After her 75-year-old mother suffered a severe health problem last fall that required surgery, Colleen Sturdivant needed a better way to keep an eye on her.
Because Sturdivant lives in Oakland, Calif., and her mom lives by herself in Sacramento, Calif., it wasn't easy for Sturdivant to check on her. So when she heard of a new device for just such situations, Sturdivant, 45, decided to give it a try.
The product, from a San Francisco startup called Lively (mylively.com), is built around a system of network-connected sensors that can tell Sturdivant when her mom gets something out of the fridge, when she takes her medicine or when she leaves the house.
It may sound creepy to those concerned about privacy, but Lively's system has been reassuring to both Sturdivant and her mom. It can't directly notify Sturdivant when there's an emergency, but by keeping track of her mom's patterns, it can indicate when something might be wrong.
While the potential demand for products such as Lively is huge, the market is still nascent, industry analysts say.
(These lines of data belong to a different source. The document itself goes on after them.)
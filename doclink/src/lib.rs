//! Main doclink crate providing an offline-resilient client for hierarchical document
//! databases.
//!
//! This crate is the primary entry point for users of doclink. It re-exports the core types
//! from the sub-crates and provides access to the available transports and in-memory
//! collaborators.
//!
//! # Features
//!
//! - **Typed resources** - Define resources with Serde and `#[derive(Resource)]`
//! - **Offline reads** - The last representation of every resource is cached and served while
//!   the service is unreachable
//! - **Queued writes** - Writes that cannot reach the service are persisted and replayed in
//!   order once connectivity returns
//! - **Stable links** - Human-readable paths are mapped to the server's stable links and back
//!
//! # Quick Start
//!
//! ```ignore
//! use doclink::{prelude::*, memory::*};
//! use serde::{Deserialize, Serialize};
//! use std::sync::Arc;
//!
//! #[derive(Debug, Clone, Serialize, Deserialize, Resource)]
//! #[resource(kind = "collection")]
//! pub struct Collection {
//!     pub id: String,
//! }
//!
//! #[tokio::main]
//! async fn main() -> AccessResult<()> {
//!     let monitor = ManualConnectivity::new(true);
//!     let client = Client::builder("https://account.documents.example.com")
//!         .credential(Credential::owner("c2VjcmV0"))
//!         .transport(Arc::new(InMemoryService::new()))
//!         .store(Arc::new(InMemoryStore::new()))
//!         .connectivity(Arc::new(monitor.clone()))
//!         .build()
//!         .await?;
//!
//!     let db = ResourceAddress::database("D1");
//!
//!     // Completes immediately while online, queues while offline
//!     let outcome = client.create(Some(&db), &Collection { id: "C1".into() }).await?;
//!     let created = outcome.resolve().await?;
//!
//!     // Served from the cache if the service is unreachable
//!     let read = client.read::<Collection>(&db.child(ResourceKind::Collection, "C1")).await?;
//!     println!("{:?} from_cache={}", read.resource, read.from_cache);
//!
//!     Ok(())
//! }
//! ```
//!
//! # Transports
//!
//! - [`memory`] - An in-process service emulator for development and testing
//! - [`http`] - HTTPS transport over `reqwest` (requires the `http` feature)

#[allow(unused_extern_crates)]
extern crate self as doclink;

pub mod prelude;

pub use doclink_core::{
    address, cache, client, config, connectivity, dispatcher, error, link, page, persist, query,
    queue, resource, token, transport,
};
pub use doclink_macros::Resource;

// Re-export the value types used by the raw API and persisted records
pub use bson;
pub use serde_json;

/// In-memory collaborators: persistence, service emulation, connectivity and permissions.
pub mod memory {
    pub use doclink_memory::{
        InMemoryService, InMemoryStore, InMemoryStoreBuilder, ManualConnectivity,
        StaticPermissions,
    };
}

/// HTTPS transport.
///
/// This module is only available when the `http` feature is enabled.
#[cfg(feature = "http")]
pub mod http {
    pub use doclink_http::{ReqwestTransport, ReqwestTransportBuilder};
}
The company and others like it hope to expand the market by addressing some of the flaws they saw in earlier senior-onitoring systems, which were expensive and complicated.
By contrast, Lively's service is simple. Its kit comes with six sensors and a hub device that are already paired when users open the box. Basically, all users have to do is attach the sensors to refrigerator doors or medicine cabinets and plug in the hub.
Perhaps most important, the service is relatively cheap. The system costs $149, plus a $20 monthly subscription fee. By contrast, similar systems can cost $400 or more, with monthly charges starting at $50.